use std::collections::HashMap;
use std::sync::Arc;
use std::time::Duration;

use chrono::{DateTime, Utc};
use parking_lot::Mutex;
use tokio::task::JoinHandle;
use tokio::time::{interval_at, Instant, MissedTickBehavior};
use tracing::{debug, info};

use crate::models::{MonitorInfo, MonitorResult, QuoteRecord};
use crate::provider::QuoteProvider;
use crate::store::HistoryStore;

use super::errors::MonitorError;
use super::fetch::QuoteFetcher;

/// Shortest allowed polling interval
pub const MIN_INTERVAL: Duration = Duration::from_millis(1000);

/// Longest allowed polling interval
pub const MAX_INTERVAL: Duration = Duration::from_secs(365 * 24 * 60 * 60);

/// A running per-symbol timer
struct ActiveMonitor {
    interval: Duration,
    started_at: DateTime<Utc>,
    handle: JoinHandle<()>,
}

/// Per-symbol polling scheduler
///
/// Holds at most one timer per symbol. Every tick spawns its own fetch task, so
/// ticks are never delayed by a slow provider and fetches for the same symbol may
/// overlap. Monitoring and history are independent: stopping keeps the history,
/// deleting history keeps the monitor.
pub struct Scheduler {
    fetcher: QuoteFetcher,
    monitors: Mutex<HashMap<String, ActiveMonitor>>,
}

impl Scheduler {
    pub fn new(provider: Arc<dyn QuoteProvider>, store: Arc<HistoryStore>) -> Self {
        Self {
            fetcher: QuoteFetcher::new(provider, store),
            monitors: Mutex::new(HashMap::new()),
        }
    }

    pub fn store(&self) -> &Arc<HistoryStore> {
        self.fetcher.store()
    }

    /// Start (or restart) polling `symbol`
    ///
    /// Replaces any existing timer for the symbol, fires one fetch immediately and
    /// then one per interval. Must be called from within a tokio runtime.
    pub fn start(
        &self,
        symbol: &str,
        minutes: f64,
        seconds: f64,
    ) -> Result<MonitorResult, MonitorError> {
        if symbol.trim().is_empty() {
            return Err(MonitorError::InvalidInput("symbol is required".to_string()));
        }
        let interval = resolve_interval(minutes, seconds)?;
        let interval_ms = interval.as_millis() as u64;

        let mut monitors = self.monitors.lock();
        if let Some(previous) = monitors.remove(symbol) {
            previous.handle.abort();
            info!(symbol, previous_ms = previous.interval.as_millis() as u64, "replacing existing monitor");
        }

        self.fetcher.spawn_fetch(symbol.to_string());

        let handle = spawn_ticker(self.fetcher.clone(), symbol.to_string(), interval);
        monitors.insert(
            symbol.to_string(),
            ActiveMonitor {
                interval,
                started_at: Utc::now(),
                handle,
            },
        );
        drop(monitors);

        info!(symbol, interval_ms, "Monitoring {} every {}ms", symbol, interval_ms);
        Ok(MonitorResult::ok(format!("Started monitoring {}", symbol)).with_interval(interval_ms))
    }

    /// Cancel the timer for `symbol`
    ///
    /// A fetch already in flight still completes and records its result.
    pub fn stop(&self, symbol: &str) -> MonitorResult {
        match self.monitors.lock().remove(symbol) {
            Some(monitor) => {
                monitor.handle.abort();
                info!(symbol, "stopped monitoring");
                MonitorResult::ok(format!("Stopped monitoring {}", symbol))
            }
            None => MonitorResult::negative(format!("No active monitor for {}", symbol)),
        }
    }

    /// Fetch and record one quote now, waiting for the outcome
    pub async fn refresh_now(&self, symbol: &str) -> Option<QuoteRecord> {
        self.fetcher.fetch_and_record(symbol).await
    }

    pub fn is_monitoring(&self, symbol: &str) -> bool {
        self.monitors.lock().contains_key(symbol)
    }

    pub fn active_count(&self) -> usize {
        self.monitors.lock().len()
    }

    #[cfg(test)]
    fn interval_of(&self, symbol: &str) -> Option<Duration> {
        self.monitors.lock().get(symbol).map(|m| m.interval)
    }

    /// Active monitors, sorted by symbol
    pub fn monitors(&self) -> Vec<MonitorInfo> {
        let mut infos: Vec<MonitorInfo> = self
            .monitors
            .lock()
            .iter()
            .map(|(symbol, monitor)| MonitorInfo {
                symbol: symbol.clone(),
                interval_ms: monitor.interval.as_millis() as u64,
                started_at: monitor.started_at.to_rfc3339(),
                records: 0,
            })
            .collect();

        // Counted after releasing the monitor lock
        for info in &mut infos {
            info.records = self.store().len(&info.symbol);
        }
        infos.sort_by(|a, b| a.symbol.cmp(&b.symbol));
        infos
    }

    /// Cancel every active timer, returning how many were running
    pub fn shutdown(&self) -> usize {
        let drained: Vec<(String, ActiveMonitor)> = self.monitors.lock().drain().collect();
        for (symbol, monitor) in &drained {
            monitor.handle.abort();
            debug!(symbol = %symbol, "monitor cancelled on shutdown");
        }
        drained.len()
    }
}

impl Drop for Scheduler {
    fn drop(&mut self) {
        for (_, monitor) in self.monitors.get_mut().drain() {
            monitor.handle.abort();
        }
    }
}

/// Resolve `minutes`/`seconds` into a polling interval
///
/// Negative or non-finite components are rejected. The result is floored at
/// [`MIN_INTERVAL`] and capped at [`MAX_INTERVAL`].
pub fn resolve_interval(minutes: f64, seconds: f64) -> Result<Duration, MonitorError> {
    if !minutes.is_finite() || minutes < 0.0 {
        return Err(MonitorError::InvalidInput(
            "minutes must be a non-negative number".to_string(),
        ));
    }
    if !seconds.is_finite() || seconds < 0.0 {
        return Err(MonitorError::InvalidInput(
            "seconds must be a non-negative number".to_string(),
        ));
    }

    let total_ms = (minutes * 60.0 + seconds) * 1000.0;
    let millis = total_ms
        .max(MIN_INTERVAL.as_millis() as f64)
        .min(MAX_INTERVAL.as_millis() as f64);

    Ok(Duration::from_millis(millis as u64))
}

fn spawn_ticker(fetcher: QuoteFetcher, symbol: String, period: Duration) -> JoinHandle<()> {
    tokio::spawn(async move {
        // The on-start fetch covers t=0, so the first tick lands one period later
        let mut ticker = interval_at(Instant::now() + period, period);
        ticker.set_missed_tick_behavior(MissedTickBehavior::Skip);

        loop {
            ticker.tick().await;
            debug!(symbol = %symbol, "Monitoring {}...", symbol);
            fetcher.spawn_fetch(symbol.clone());
        }
    })
}

#[cfg(test)]
mod tests {
    use super::*;
    use crate::scheduler::fetch::test_support::StubProvider;

    fn scheduler_with(provider: Arc<StubProvider>) -> Scheduler {
        Scheduler::new(provider, Arc::new(HistoryStore::new()))
    }

    #[test]
    fn test_interval_floor() {
        assert_eq!(resolve_interval(0.0, 0.0).unwrap(), MIN_INTERVAL);
        assert_eq!(resolve_interval(0.0, 0.25).unwrap(), MIN_INTERVAL);
        assert_eq!(resolve_interval(0.0, 1.0).unwrap(), Duration::from_millis(1000));
        assert_eq!(resolve_interval(1.0, 30.0).unwrap(), Duration::from_millis(90_000));
    }

    #[test]
    fn test_interval_rejects_bad_components() {
        assert!(matches!(resolve_interval(-1.0, 0.0), Err(MonitorError::InvalidInput(_))));
        assert!(matches!(resolve_interval(0.0, -5.0), Err(MonitorError::InvalidInput(_))));
        assert!(matches!(resolve_interval(f64::INFINITY, 0.0), Err(MonitorError::InvalidInput(_))));
        assert_eq!(resolve_interval(1e12, 0.0).unwrap(), MAX_INTERVAL);
    }

    #[tokio::test(start_paused = true)]
    async fn test_start_floors_interval() {
        let scheduler = scheduler_with(Arc::new(StubProvider::priced(10.0)));

        let result = scheduler.start("AAPL", 0.0, 0.0).unwrap();
        assert!(result.success);
        assert_eq!(result.interval_ms, Some(1000));
        assert_eq!(scheduler.interval_of("AAPL"), Some(MIN_INTERVAL));
    }

    #[tokio::test(start_paused = true)]
    async fn test_start_rejects_invalid_input() {
        let provider = Arc::new(StubProvider::priced(10.0));
        let scheduler = scheduler_with(provider.clone());

        assert!(scheduler.start("", 1.0, 0.0).is_err());
        assert!(scheduler.start("AAPL", -1.0, 0.0).is_err());
        assert_eq!(scheduler.active_count(), 0);

        tokio::task::yield_now().await;
        assert_eq!(provider.call_count(), 0);
    }

    #[tokio::test(start_paused = true)]
    async fn test_immediate_fetch_then_one_per_interval() {
        let provider = Arc::new(StubProvider::priced(10.0));
        let scheduler = scheduler_with(provider.clone());

        let result = scheduler.start("AAPL", 0.0, 1.0).unwrap();
        assert_eq!(result.interval_ms, Some(1000));

        tokio::time::sleep(Duration::from_millis(10)).await;
        assert_eq!(scheduler.store().len("AAPL"), 1);

        tokio::time::sleep(Duration::from_millis(1000)).await;
        assert_eq!(scheduler.store().len("AAPL"), 2);

        tokio::time::sleep(Duration::from_millis(1000)).await;
        assert_eq!(scheduler.store().len("AAPL"), 3);
        assert_eq!(provider.call_count(), 3);
    }

    #[tokio::test(start_paused = true)]
    async fn test_restart_replaces_timer() {
        let provider = Arc::new(StubProvider::priced(10.0));
        let scheduler = scheduler_with(provider.clone());

        scheduler.start("AAPL", 0.0, 1.0).unwrap();
        scheduler.start("AAPL", 0.0, 1.0).unwrap();
        assert_eq!(scheduler.active_count(), 1);

        // two on-start fetches, then a single timer ticking
        tokio::time::sleep(Duration::from_millis(1050)).await;
        assert_eq!(scheduler.store().len("AAPL"), 3);
    }

    #[tokio::test(start_paused = true)]
    async fn test_stop_cancels_timer_and_keeps_history() {
        let provider = Arc::new(StubProvider::priced(10.0));
        let scheduler = scheduler_with(provider.clone());

        scheduler.start("AAPL", 0.0, 1.0).unwrap();
        tokio::time::sleep(Duration::from_millis(10)).await;

        let result = scheduler.stop("AAPL");
        assert!(result.success);
        assert_eq!(result.message, "Stopped monitoring AAPL");
        assert!(!scheduler.is_monitoring("AAPL"));

        tokio::time::sleep(Duration::from_millis(5000)).await;
        assert_eq!(scheduler.store().len("AAPL"), 1);
    }

    #[tokio::test]
    async fn test_stop_unmonitored_symbol_is_negative() {
        let scheduler = scheduler_with(Arc::new(StubProvider::priced(10.0)));

        let result = scheduler.stop("NOPE");
        assert!(!result.success);
        assert_eq!(result.message, "No active monitor for NOPE");
    }

    #[tokio::test(start_paused = true)]
    async fn test_deleting_history_keeps_monitoring() {
        let scheduler = scheduler_with(Arc::new(StubProvider::priced(10.0)));

        scheduler.start("AAPL", 0.0, 1.0).unwrap();
        tokio::time::sleep(Duration::from_millis(10)).await;
        assert!(scheduler.store().delete_all("AAPL").success);
        assert!(scheduler.is_monitoring("AAPL"));

        tokio::time::sleep(Duration::from_millis(1000)).await;
        assert_eq!(scheduler.store().len("AAPL"), 1);
    }

    #[tokio::test(start_paused = true)]
    async fn test_failures_do_not_cancel_timer() {
        let provider = Arc::new(StubProvider::failing());
        let scheduler = scheduler_with(provider.clone());

        scheduler.start("AAPL", 0.0, 1.0).unwrap();
        tokio::time::sleep(Duration::from_millis(2050)).await;

        assert!(scheduler.is_monitoring("AAPL"));
        assert_eq!(provider.call_count(), 3);
        assert!(scheduler.store().get("AAPL").is_empty());
    }

    #[tokio::test]
    async fn test_refresh_now_records_and_returns() {
        let scheduler = scheduler_with(Arc::new(StubProvider::priced(42.0)));

        let record = scheduler.refresh_now("MSFT").await.unwrap();
        assert_eq!(record.current, 42.0);
        assert_eq!(scheduler.store().latest("MSFT"), Some(record));
        assert!(!scheduler.is_monitoring("MSFT"));
    }

    #[tokio::test(start_paused = true)]
    async fn test_monitors_listing_and_shutdown() {
        let scheduler = scheduler_with(Arc::new(StubProvider::priced(10.0)));

        scheduler.start("MSFT", 1.0, 0.0).unwrap();
        scheduler.start("AAPL", 0.0, 5.0).unwrap();
        tokio::time::sleep(Duration::from_millis(10)).await;

        let monitors = scheduler.monitors();
        assert_eq!(monitors.len(), 2);
        assert_eq!(monitors[0].symbol, "AAPL");
        assert_eq!(monitors[0].interval_ms, 5000);
        assert_eq!(monitors[0].records, 1);
        assert_eq!(monitors[1].interval_ms, 60_000);

        assert_eq!(scheduler.shutdown(), 2);
        assert_eq!(scheduler.active_count(), 0);
    }
}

■ ASSIGNMENT ■
Beginning with the top line of the data above, output every line exactly until the one that contains "use crate::provider::QuoteProvider;", and include that one too.

■ RESULT OF THIS EXERCISE ■
use std::collections::HashMap;
use std::sync::Arc;
use std::time::Duration;

use chrono::{DateTime, Utc};
use parking_lot::Mutex;
use tokio::task::JoinHandle;
use tokio::time::{interval_at, Instant, MissedTickBehavior};
use tracing::{debug, info};

use crate::models::{MonitorInfo, MonitorResult, QuoteRecord};
use crate::provider::QuoteProvider;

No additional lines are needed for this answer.